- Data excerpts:
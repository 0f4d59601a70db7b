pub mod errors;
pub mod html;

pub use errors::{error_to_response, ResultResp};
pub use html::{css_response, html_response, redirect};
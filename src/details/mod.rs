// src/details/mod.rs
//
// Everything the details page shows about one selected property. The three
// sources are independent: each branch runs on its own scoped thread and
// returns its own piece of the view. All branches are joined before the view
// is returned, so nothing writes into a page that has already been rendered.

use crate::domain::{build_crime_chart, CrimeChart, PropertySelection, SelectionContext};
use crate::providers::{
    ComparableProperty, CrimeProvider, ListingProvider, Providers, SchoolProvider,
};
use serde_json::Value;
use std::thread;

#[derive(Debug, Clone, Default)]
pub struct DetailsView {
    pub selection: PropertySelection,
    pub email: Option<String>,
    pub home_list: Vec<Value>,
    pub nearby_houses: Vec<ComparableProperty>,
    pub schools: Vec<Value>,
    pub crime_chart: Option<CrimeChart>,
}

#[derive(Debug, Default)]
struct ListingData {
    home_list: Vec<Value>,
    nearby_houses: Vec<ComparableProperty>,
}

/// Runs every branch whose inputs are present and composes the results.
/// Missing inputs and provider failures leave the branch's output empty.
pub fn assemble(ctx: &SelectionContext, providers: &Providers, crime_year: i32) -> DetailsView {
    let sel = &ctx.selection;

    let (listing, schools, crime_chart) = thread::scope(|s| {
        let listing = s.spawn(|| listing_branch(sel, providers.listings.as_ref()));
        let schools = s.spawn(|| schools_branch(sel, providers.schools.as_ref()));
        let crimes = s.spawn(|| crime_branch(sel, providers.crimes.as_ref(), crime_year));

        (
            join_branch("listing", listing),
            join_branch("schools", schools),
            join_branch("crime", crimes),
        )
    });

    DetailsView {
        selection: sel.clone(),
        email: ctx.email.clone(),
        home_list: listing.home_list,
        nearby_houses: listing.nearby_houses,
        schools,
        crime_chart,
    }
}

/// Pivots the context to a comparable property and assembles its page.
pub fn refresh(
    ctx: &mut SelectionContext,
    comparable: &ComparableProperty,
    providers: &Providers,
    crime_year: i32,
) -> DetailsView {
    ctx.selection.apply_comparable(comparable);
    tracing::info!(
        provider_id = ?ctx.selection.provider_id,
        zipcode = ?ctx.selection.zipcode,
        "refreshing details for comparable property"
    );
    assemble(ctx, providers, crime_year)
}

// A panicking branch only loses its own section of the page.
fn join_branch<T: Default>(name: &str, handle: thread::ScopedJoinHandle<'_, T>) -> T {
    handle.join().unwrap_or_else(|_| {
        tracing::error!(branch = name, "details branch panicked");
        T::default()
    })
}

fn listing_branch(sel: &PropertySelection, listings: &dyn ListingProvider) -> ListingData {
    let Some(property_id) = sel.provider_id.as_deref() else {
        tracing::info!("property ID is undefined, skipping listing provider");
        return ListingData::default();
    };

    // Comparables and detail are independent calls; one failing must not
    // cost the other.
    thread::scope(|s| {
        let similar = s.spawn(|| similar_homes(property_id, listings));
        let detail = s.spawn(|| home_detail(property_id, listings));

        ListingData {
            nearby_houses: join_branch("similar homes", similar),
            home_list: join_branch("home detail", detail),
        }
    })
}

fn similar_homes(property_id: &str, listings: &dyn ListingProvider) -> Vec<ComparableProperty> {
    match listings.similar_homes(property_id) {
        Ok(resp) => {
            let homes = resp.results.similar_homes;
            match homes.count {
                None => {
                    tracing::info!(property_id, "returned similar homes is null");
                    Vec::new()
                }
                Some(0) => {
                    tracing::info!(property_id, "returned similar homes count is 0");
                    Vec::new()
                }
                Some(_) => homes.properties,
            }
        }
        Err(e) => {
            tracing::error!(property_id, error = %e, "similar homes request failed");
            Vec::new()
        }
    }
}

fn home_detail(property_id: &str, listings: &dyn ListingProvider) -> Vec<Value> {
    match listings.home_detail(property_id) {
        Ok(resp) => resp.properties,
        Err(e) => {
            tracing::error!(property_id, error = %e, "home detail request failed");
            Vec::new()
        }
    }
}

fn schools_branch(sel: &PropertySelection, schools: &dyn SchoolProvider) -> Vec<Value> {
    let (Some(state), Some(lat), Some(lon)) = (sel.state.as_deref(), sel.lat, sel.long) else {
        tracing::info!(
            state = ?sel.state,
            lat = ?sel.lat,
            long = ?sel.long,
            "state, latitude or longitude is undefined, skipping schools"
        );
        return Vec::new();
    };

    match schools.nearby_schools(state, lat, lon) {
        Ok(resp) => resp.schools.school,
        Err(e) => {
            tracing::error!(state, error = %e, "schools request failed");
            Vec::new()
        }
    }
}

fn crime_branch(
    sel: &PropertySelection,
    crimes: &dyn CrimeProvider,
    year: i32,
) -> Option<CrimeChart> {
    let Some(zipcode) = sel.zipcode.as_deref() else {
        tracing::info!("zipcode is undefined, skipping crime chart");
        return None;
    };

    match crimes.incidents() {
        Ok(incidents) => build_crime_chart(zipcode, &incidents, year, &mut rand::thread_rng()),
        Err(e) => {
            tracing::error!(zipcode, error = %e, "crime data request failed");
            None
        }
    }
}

- Assigned task: Look through the records and gather every line containing "undefined".

- Problem solution:
        tracing::info!("property ID is undefined, skipping listing provider");
            "state, latitude or longitude is undefined, skipping schools"
        tracing::info!("zipcode is undefined, skipping crime chart");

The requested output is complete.